THE DATA:

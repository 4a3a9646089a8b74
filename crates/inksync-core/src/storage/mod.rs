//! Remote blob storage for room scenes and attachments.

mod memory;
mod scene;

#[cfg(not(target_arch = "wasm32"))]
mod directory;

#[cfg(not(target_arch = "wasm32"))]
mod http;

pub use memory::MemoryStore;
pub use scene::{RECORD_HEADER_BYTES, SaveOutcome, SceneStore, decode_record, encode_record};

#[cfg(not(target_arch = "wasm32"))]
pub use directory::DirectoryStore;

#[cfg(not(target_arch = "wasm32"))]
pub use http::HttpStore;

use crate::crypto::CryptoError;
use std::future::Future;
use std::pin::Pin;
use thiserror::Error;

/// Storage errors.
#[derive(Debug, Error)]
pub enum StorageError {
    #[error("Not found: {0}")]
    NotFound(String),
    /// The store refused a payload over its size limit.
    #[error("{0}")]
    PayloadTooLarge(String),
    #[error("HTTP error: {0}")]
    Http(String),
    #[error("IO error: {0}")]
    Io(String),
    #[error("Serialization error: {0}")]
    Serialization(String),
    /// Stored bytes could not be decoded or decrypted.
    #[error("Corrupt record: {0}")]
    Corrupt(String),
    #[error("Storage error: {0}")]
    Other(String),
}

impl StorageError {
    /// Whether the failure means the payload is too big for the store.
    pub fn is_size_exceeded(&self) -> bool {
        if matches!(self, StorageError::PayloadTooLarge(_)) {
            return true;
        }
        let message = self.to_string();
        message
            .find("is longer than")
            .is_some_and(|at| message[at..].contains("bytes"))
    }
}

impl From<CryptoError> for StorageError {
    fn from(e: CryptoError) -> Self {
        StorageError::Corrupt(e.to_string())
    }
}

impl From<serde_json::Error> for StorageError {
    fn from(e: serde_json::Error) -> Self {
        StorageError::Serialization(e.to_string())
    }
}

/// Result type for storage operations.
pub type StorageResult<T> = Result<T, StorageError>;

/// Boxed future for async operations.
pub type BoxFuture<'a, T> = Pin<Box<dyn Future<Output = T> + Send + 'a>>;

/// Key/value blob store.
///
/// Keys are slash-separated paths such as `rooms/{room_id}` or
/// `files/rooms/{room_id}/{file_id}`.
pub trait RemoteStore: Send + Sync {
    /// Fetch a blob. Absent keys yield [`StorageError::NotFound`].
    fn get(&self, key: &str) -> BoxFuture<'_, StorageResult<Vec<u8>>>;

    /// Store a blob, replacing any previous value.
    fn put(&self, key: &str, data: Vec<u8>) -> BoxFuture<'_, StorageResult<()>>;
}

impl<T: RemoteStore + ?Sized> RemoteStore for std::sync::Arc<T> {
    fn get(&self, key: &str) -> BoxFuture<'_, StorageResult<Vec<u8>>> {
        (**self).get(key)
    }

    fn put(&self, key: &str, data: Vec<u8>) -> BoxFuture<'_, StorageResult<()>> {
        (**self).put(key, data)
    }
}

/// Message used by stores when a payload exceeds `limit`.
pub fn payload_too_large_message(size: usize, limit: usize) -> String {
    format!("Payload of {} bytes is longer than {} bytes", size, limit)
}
...
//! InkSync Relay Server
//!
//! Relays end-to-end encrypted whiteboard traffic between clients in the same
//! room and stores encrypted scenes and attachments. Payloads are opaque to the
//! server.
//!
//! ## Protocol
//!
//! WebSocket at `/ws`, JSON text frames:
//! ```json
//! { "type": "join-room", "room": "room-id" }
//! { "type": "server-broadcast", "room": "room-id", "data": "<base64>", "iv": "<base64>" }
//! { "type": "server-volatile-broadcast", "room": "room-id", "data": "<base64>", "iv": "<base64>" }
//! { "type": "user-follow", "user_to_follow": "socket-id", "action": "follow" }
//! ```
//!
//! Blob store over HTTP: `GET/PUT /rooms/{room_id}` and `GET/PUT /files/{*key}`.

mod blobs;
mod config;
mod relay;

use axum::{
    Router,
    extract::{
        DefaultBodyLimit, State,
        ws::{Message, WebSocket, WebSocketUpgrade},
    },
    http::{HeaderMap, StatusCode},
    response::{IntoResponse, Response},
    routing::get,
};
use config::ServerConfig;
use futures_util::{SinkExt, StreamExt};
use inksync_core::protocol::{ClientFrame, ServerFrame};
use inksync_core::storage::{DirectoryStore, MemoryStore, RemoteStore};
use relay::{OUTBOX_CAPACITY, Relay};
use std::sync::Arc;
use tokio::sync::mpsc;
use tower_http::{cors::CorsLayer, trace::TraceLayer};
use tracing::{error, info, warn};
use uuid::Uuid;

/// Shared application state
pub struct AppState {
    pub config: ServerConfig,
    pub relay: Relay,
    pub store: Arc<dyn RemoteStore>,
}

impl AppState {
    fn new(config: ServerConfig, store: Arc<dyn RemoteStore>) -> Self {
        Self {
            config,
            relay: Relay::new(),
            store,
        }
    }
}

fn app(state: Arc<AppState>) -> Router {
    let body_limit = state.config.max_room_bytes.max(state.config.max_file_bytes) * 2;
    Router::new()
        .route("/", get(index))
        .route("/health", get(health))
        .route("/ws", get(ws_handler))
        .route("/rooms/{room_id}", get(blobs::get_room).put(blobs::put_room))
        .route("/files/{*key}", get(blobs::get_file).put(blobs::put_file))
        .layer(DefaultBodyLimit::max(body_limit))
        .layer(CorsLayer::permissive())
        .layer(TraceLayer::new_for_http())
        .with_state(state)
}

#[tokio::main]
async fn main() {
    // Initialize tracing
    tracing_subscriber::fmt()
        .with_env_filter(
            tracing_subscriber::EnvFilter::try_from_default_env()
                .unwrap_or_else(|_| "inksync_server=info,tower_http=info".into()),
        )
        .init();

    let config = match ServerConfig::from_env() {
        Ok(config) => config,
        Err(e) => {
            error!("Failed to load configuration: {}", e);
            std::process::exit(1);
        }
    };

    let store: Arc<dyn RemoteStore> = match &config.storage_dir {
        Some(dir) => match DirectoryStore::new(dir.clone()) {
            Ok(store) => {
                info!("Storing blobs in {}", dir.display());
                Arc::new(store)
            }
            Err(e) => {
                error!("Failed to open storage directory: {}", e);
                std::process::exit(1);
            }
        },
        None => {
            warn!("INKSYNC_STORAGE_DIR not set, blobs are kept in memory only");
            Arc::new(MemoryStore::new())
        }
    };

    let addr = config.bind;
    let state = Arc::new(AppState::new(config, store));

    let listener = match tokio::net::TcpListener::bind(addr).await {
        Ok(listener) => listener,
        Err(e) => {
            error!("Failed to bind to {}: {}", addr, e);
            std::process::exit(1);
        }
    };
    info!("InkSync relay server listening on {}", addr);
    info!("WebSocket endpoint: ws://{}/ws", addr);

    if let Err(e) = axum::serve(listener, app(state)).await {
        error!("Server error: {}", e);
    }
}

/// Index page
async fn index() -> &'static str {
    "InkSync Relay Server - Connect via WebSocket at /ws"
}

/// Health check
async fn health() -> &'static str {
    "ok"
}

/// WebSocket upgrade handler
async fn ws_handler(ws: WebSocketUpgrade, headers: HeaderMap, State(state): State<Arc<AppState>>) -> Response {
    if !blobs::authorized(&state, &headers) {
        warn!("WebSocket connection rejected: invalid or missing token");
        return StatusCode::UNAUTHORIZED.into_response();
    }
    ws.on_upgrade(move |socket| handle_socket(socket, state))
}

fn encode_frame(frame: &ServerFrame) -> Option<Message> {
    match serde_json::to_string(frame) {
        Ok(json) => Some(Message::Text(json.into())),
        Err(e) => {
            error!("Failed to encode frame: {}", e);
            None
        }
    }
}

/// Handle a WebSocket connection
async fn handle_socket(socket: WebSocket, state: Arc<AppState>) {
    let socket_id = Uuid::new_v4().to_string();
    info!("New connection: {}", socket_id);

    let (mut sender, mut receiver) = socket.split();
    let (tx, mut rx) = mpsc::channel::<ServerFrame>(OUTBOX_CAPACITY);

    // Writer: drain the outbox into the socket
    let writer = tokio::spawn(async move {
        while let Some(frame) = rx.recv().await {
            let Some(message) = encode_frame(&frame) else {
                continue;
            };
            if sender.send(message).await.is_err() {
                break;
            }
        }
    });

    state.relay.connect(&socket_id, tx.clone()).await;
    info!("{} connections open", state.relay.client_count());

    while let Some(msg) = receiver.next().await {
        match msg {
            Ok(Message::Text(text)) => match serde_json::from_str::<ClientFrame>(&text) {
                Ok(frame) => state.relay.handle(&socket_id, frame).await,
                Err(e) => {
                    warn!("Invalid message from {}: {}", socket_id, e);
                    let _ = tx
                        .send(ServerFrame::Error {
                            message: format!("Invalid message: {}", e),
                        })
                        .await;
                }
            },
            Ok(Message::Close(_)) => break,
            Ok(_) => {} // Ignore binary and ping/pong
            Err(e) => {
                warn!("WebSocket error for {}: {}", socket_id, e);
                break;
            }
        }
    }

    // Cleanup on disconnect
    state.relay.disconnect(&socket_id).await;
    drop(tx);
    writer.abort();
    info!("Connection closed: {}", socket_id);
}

ASSIGNMENT:
Could you transcribe the entries above word for word, from the line with "tracing_subscriber::EnvFilter::try_from_default_env()" down to the line with "let store: Arc<dyn", keeping both?

WRITTEN ANSWER:
            tracing_subscriber::EnvFilter::try_from_default_env()
                .unwrap_or_else(|_| "inksync_server=info,tower_http=info".into()),
        )
        .init();

    let config = match ServerConfig::from_env() {
        Ok(config) => config,
        Err(e) => {
            error!("Failed to load configuration: {}", e);
            std::process::exit(1);
        }
    };

    let store: Arc<dyn RemoteStore> = match &config.storage_dir {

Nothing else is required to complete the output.